India's environmental activists are gloating after a UK-based mining company, Vedanta, was prohibited from extracting bauxite in the hills of Niyamgiri in the economically backward state of Orissa. Congress, the principal party in the ruling coalition at the national level, has sought to depict this decision as a great triumph for environmental concerns and tribal rights. Some commentators in the Indian press with a strong anti-corporate orientation, meanwhile, are also gleeful that the project has come to a halt.
Ostensibly, this delight stems from having stopped a greedy multinational corporation from ruthlessly exploiting the natural resources of a remote part of the country and the traditional homelands of some of India's adivasi (original), tribal population.
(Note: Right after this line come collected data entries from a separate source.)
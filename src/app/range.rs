//! Byte ranges of fields inside a GRIB2 object
//!
//! An index file lists where each message starts; a message ends where the
//! next one begins, and the last message runs to the end of the object.

use std::fmt;

use crate::app::index::IndexRecord;
use crate::errors::{IndexError, IndexResult};

/// Half-open byte span `[start, end)`; `end == None` means "to end of object"
#[derive(Debug, Clone, Copy, PartialEq, Eq, Hash)]
pub struct ByteRange {
    start: u64,
    end: Option<u64>,
}

impl ByteRange {
    /// Range from `start` through the end of the object
    pub fn to_end(start: u64) -> Self {
        Self { start, end: None }
    }

    /// Range `[start, end)`, `None` if `end <= start`
    pub fn bounded(start: u64, end: u64) -> Option<Self> {
        (end > start).then_some(Self {
            start,
            end: Some(end),
        })
    }

    pub fn start(&self) -> u64 {
        self.start
    }

    /// Exclusive end offset, `None` when unbounded
    pub fn end(&self) -> Option<u64> {
        self.end
    }

    pub fn is_unbounded(&self) -> bool {
        self.end.is_none()
    }

    /// Number of bytes covered, if bounded
    pub fn len(&self) -> Option<u64> {
        self.end.map(|end| end - self.start)
    }

    /// Inclusive last byte, the form HTTP Range and most object stores expect
    pub fn inclusive_end(&self) -> Option<u64> {
        self.end.map(|end| end - 1)
    }

    /// Render as an HTTP `Range` header value
    pub fn http_header(&self) -> String {
        match self.inclusive_end() {
            Some(last) => format!("bytes={}-{}", self.start, last),
            None => format!("bytes={}-", self.start),
        }
    }
}

impl fmt::Display for ByteRange {
    fn fmt(&self, f: &mut fmt::Formatter<'_>) -> fmt::Result {
        match self.end {
            Some(end) => write!(f, "{}..{}", self.start, end),
            None => write!(f, "{}..", self.start),
        }
    }
}

/// Compute the byte range of `matched` within the object described by `records`
///
/// `records` must be the full parsed index in file order.
pub fn resolve(records: &[IndexRecord], matched: &IndexRecord) -> IndexResult<ByteRange> {
    let position = records
        .iter()
        .position(|record| record.sequence == matched.sequence)
        .ok_or(IndexError::UnknownRecord {
            sequence: matched.sequence,
        })?;

    let start = matched.offset;
    match records.get(position + 1) {
        None => Ok(ByteRange::to_end(start)),
        Some(next) => ByteRange::bounded(start, next.offset).ok_or(
            IndexError::NonIncreasingOffsets {
                sequence: matched.sequence,
                start,
                next: next.offset,
            },
        ),
    }
}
Yet despite the delight of these disparate groups with the decision, a more sober and dispassionate analysis suggests that the ultimate losers may well be the hapless tribal population who are the inhabitants of this region.
Generations of governments, despite loud promises, have done woefully little to improve their lot. The region lacks adequate roads, has few public clinics, limited educational facilities and an appalling lack of employment opportunities. Consequently, the locals remain mired in harsh and abject poverty.
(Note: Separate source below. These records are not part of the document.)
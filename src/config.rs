//! Configuration management for GRIB Fetcher
//!
//! Settings come from a TOML file found in standard locations, with
//! zero-config defaults for everything. Durations are written in human form
//! (`"90s"`, `"10m"`).

use std::path::{Path, PathBuf};
use std::time::Duration;

use serde::{Deserialize, Serialize};
use tracing::{debug, info};

use crate::app::{BatchConfig, CacheConfig, ClientConfig, FetchConfig, ProductCatalog};
use crate::constants::{http, limits, workers};
use crate::errors::{ConfigError, ConfigResult};

/// File name looked up in the working directory
pub const LOCAL_CONFIG_FILE: &str = "grib-fetcher.toml";

/// Unified application configuration for TOML serialization
#[derive(Debug, Clone, Serialize, Deserialize, Default)]
#[serde(default)]
pub struct AppConfig {
    /// HTTP object store settings
    pub client: ClientConfigToml,
    /// Per-fetch settings
    pub fetch: FetchConfigToml,
    /// Batch download settings
    pub batch: BatchConfigToml,
    /// Local cache settings
    pub cache: CacheConfigToml,
    /// Additional product catalogs
    pub catalog: CatalogConfigToml,
    /// Logging configuration
    pub logging: LoggingConfig,
}

/// TOML-friendly client configuration
#[derive(Debug, Clone, Serialize, Deserialize)]
#[serde(default)]
pub struct ClientConfigToml {
    /// Enable HTTP/2 adaptive window
    pub http2: bool,
    /// TCP keep-alive interval (None = disabled)
    #[serde(with = "humantime_serde")]
    pub tcp_keepalive: Option<Duration>,
    /// TCP nodelay setting
    pub tcp_nodelay: bool,
    /// Connection pool idle timeout (None = no timeout)
    #[serde(with = "humantime_serde")]
    pub pool_idle_timeout: Option<Duration>,
    /// Maximum connections per host
    pub pool_max_per_host: usize,
    /// Request timeout
    #[serde(with = "humantime_serde")]
    pub request_timeout: Duration,
    /// Connect timeout
    #[serde(with = "humantime_serde")]
    pub connect_timeout: Duration,
    /// Rate limit (requests per second)
    pub rate_limit_rps: u32,
    /// Retries for 429, 503 and connection failures
    pub max_retries: u32,
    /// Send `Cache-Control: no-cache`
    pub disable_cache: bool,
    /// Path-style S3 endpoint override
    pub s3_endpoint: Option<String>,
}

impl Default for ClientConfigToml {
    fn default() -> Self {
        Self {
            http2: false,
            tcp_keepalive: Some(Duration::from_secs(30)),
            tcp_nodelay: true,
            pool_idle_timeout: Some(http::POOL_IDLE_TIMEOUT),
            pool_max_per_host: http::POOL_MAX_PER_HOST,
            request_timeout: http::DEFAULT_TIMEOUT,
            connect_timeout: http::CONNECT_TIMEOUT,
            rate_limit_rps: limits::DEFAULT_RATE_LIMIT_RPS,
            max_retries: limits::MAX_RETRIES,
            disable_cache: false,
            s3_endpoint: None,
        }
    }
}

/// TOML-friendly fetch configuration
#[derive(Debug, Clone, Serialize, Deserialize)]
#[serde(default)]
pub struct FetchConfigToml {
    /// Upper bound on a single copy
    #[serde(with = "humantime_serde")]
    pub timeout: Duration,
}

impl Default for FetchConfigToml {
    fn default() -> Self {
        Self {
            timeout: workers::FETCH_TIMEOUT,
        }
    }
}

/// TOML-friendly batch configuration
#[derive(Debug, Clone, Serialize, Deserialize)]
#[serde(default)]
pub struct BatchConfigToml {
    /// Maximum requests in flight
    pub max_concurrent: usize,
}

impl Default for BatchConfigToml {
    fn default() -> Self {
        Self {
            max_concurrent: workers::DEFAULT_CONCURRENCY,
        }
    }
}

/// TOML-friendly cache configuration
#[derive(Debug, Clone, Serialize, Deserialize)]
#[serde(default)]
pub struct CacheConfigToml {
    /// Default destination directory (None = OS cache directory)
    pub cache_root: Option<PathBuf>,
    /// Create missing destination directories
    pub create_dirs: bool,
}

impl Default for CacheConfigToml {
    fn default() -> Self {
        Self {
            cache_root: None,
            create_dirs: true,
        }
    }
}

/// Product catalog files merged over the built-in products
#[derive(Debug, Clone, Serialize, Deserialize, Default)]
#[serde(default)]
pub struct CatalogConfigToml {
    pub files: Vec<PathBuf>,
}

/// Logging configuration
#[derive(Debug, Clone, Serialize, Deserialize)]
#[serde(default)]
pub struct LoggingConfig {
    /// Default log level for the application, overridden by `-v`
    pub level: String,
}

impl Default for LoggingConfig {
    fn default() -> Self {
        Self {
            level: "warn".to_string(),
        }
    }
}

impl AppConfig {
    /// Convert TOML-friendly configuration to runtime configuration
    pub fn to_runtime_config(&self) -> (ClientConfig, FetchConfig, BatchConfig, CacheConfig) {
        (
            self.client.to_runtime_config(),
            self.fetch.to_runtime_config(),
            self.batch.to_runtime_config(),
            self.cache.to_runtime_config(),
        )
    }

    /// Load configuration with precedence:
    /// 1. Explicit path (must exist)
    /// 2. `./grib-fetcher.toml`
    /// 3. User config directory
    /// 4. System config (Unix)
    /// 5. Default values
    pub async fn load(config_file_override: Option<PathBuf>) -> ConfigResult<Self> {
        let config_path = match config_file_override {
            Some(path) => {
                if !path.exists() {
                    return Err(ConfigError::NotFound { path });
                }
                Some(path)
            }
            None => Self::find_config_file(),
        };

        let config = match config_path {
            Some(path) => Self::load_from_file(&path).await?,
            None => {
                debug!("No config file found, using defaults");
                Self::default()
            }
        };

        config.validate()?;
        Ok(config)
    }

    /// Parse and validate configuration text
    pub fn from_toml_str(text: &str) -> ConfigResult<Self> {
        let config: AppConfig = toml::from_str(text)?;
        config.validate()?;
        Ok(config)
    }

    /// Reject values that cannot work at runtime
    pub fn validate(&self) -> ConfigResult<()> {
        let invalid = |field: &str, value: String, reason: &str| {
            Err(ConfigError::InvalidValue {
                field: field.to_string(),
                value,
                reason: reason.to_string(),
            })
        };

        if self.client.rate_limit_rps == 0 {
            return invalid("client.rate_limit_rps", "0".to_string(), "Must be at least 1");
        }
        if self.client.max_retries > limits::MAX_RETRIES_LIMIT {
            return invalid(
                "client.max_retries",
                self.client.max_retries.to_string(),
                &format!("Must be at most {}", limits::MAX_RETRIES_LIMIT),
            );
        }
        if self.batch.max_concurrent == 0 || self.batch.max_concurrent > workers::MAX_CONCURRENCY {
            return invalid(
                "batch.max_concurrent",
                self.batch.max_concurrent.to_string(),
                &format!("Must be between 1 and {}", workers::MAX_CONCURRENCY),
            );
        }
        if self.fetch.timeout.is_zero() {
            return invalid("fetch.timeout", "0s".to_string(), "Must be positive");
        }
        if self.logging.level.parse::<tracing::Level>().is_err() {
            return invalid(
                "logging.level",
                self.logging.level.clone(),
                "Must be one of error, warn, info, debug, trace",
            );
        }
        Ok(())
    }

    /// Built-in products plus every configured catalog file
    pub async fn load_catalog(&self) -> ConfigResult<ProductCatalog> {
        let mut catalog = ProductCatalog::builtin()?;
        for path in &self.catalog.files {
            catalog.merge(ProductCatalog::load(path).await?)?;
        }
        Ok(catalog)
    }

    /// Find configuration file in standard locations
    fn find_config_file() -> Option<PathBuf> {
        let mut search_paths = vec![PathBuf::from(".").join(LOCAL_CONFIG_FILE)];
        if let Some(path) = Self::default_config_path() {
            search_paths.push(path);
        }
        #[cfg(unix)]
        search_paths.push(PathBuf::from("/etc/grib-fetcher/config.toml"));

        let found = search_paths.into_iter().find(|path| path.exists());
        match &found {
            Some(path) => debug!("Found config file: {}", path.display()),
            None => debug!("No config file found in standard locations"),
        }
        found
    }

    /// Default config file path for the current user
    pub fn default_config_path() -> Option<PathBuf> {
        dirs::config_dir().map(|dir| dir.join("grib-fetcher").join("config.toml"))
    }

    /// Load configuration from a TOML file
    async fn load_from_file(path: &Path) -> ConfigResult<Self> {
        let content = tokio::fs::read_to_string(path)
            .await
            .map_err(|source| ConfigError::Io {
                path: path.to_path_buf(),
                source,
            })?;

        let config: AppConfig = toml::from_str(&content)?;
        info!("Loaded configuration from: {}", path.display());
        Ok(config)
    }

    /// Default configuration content with comments
    pub fn generate_default_config_content() -> String {
        let default_cache_path = CacheConfig::default()
            .resolve_root()
            .unwrap_or_else(|_| PathBuf::from("./cache"));

        format!(
            r#"# GRIB Fetcher Configuration

[client]
# HTTP object store settings
http2 = false
tcp_keepalive = "30s"
tcp_nodelay = true
pool_idle_timeout = "{}s"
pool_max_per_host = {}
request_timeout = "{}s"
connect_timeout = "{}s"
rate_limit_rps = {}
max_retries = {}
# Send Cache-Control: no-cache with every request
disable_cache = false
# Path-style endpoint for s3:// URIs, e.g. a local mirror
# s3_endpoint = "http://localhost:9000"

[fetch]
# Upper bound on a single index or field download
timeout = "{}s"

[batch]
# Fields downloaded concurrently
max_concurrent = {}

[cache]
# Default destination directory: {}
# cache_root = "/path/to/grib/files"
create_dirs = true

[catalog]
# Extra product definitions merged over the built-in NBM product
files = []

[logging]
level = "warn"  # used when no -v or -q flag is given; error, warn, info, debug, trace
"#,
            http::POOL_IDLE_TIMEOUT.as_secs(),
            http::POOL_MAX_PER_HOST,
            http::DEFAULT_TIMEOUT.as_secs(),
            http::CONNECT_TIMEOUT.as_secs(),
            limits::DEFAULT_RATE_LIMIT_RPS,
            limits::MAX_RETRIES,
            workers::FETCH_TIMEOUT.as_secs(),
            workers::DEFAULT_CONCURRENCY,
            default_cache_path.display()
        )
    }
}

impl ClientConfigToml {
    /// Convert to runtime ClientConfig
    pub fn to_runtime_config(&self) -> ClientConfig {
        ClientConfig {
            http2: self.http2,
            tcp_keepalive: self.tcp_keepalive,
            tcp_nodelay: self.tcp_nodelay,
            pool_idle_timeout: self.pool_idle_timeout,
            pool_max_per_host: self.pool_max_per_host,
            request_timeout: self.request_timeout,
            connect_timeout: self.connect_timeout,
            rate_limit_rps: self.rate_limit_rps,
            max_retries: self.max_retries,
            disable_cache: self.disable_cache,
            s3_endpoint: self.s3_endpoint.clone(),
        }
    }
}

impl FetchConfigToml {
    /// Convert to runtime FetchConfig
    pub fn to_runtime_config(&self) -> FetchConfig {
        FetchConfig {
            timeout: self.timeout,
        }
    }
}

impl BatchConfigToml {
    /// Convert to runtime BatchConfig
    pub fn to_runtime_config(&self) -> BatchConfig {
        BatchConfig {
            max_concurrent: self.max_concurrent,
        }
    }
}

impl CacheConfigToml {
    /// Convert to runtime CacheConfig
    pub fn to_runtime_config(&self) -> CacheConfig {
        CacheConfig {
            cache_root: self.cache_root.clone(),
            create_dirs: self.create_dirs,
        }
    }
}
The mining investment might not have been a panacea for their many woes. However, it did offer the promise of new schools, better roads, the opening of hospitals and above all the prospects of better-paid work. With the seemingly sagacious decision, none of those possibilities will materialize despite the rather facile promise from a popular Congress member of parliament, Rahul Gandhi, that he would act as the ‘sipahi’ (guard) of their interests in New Delhi.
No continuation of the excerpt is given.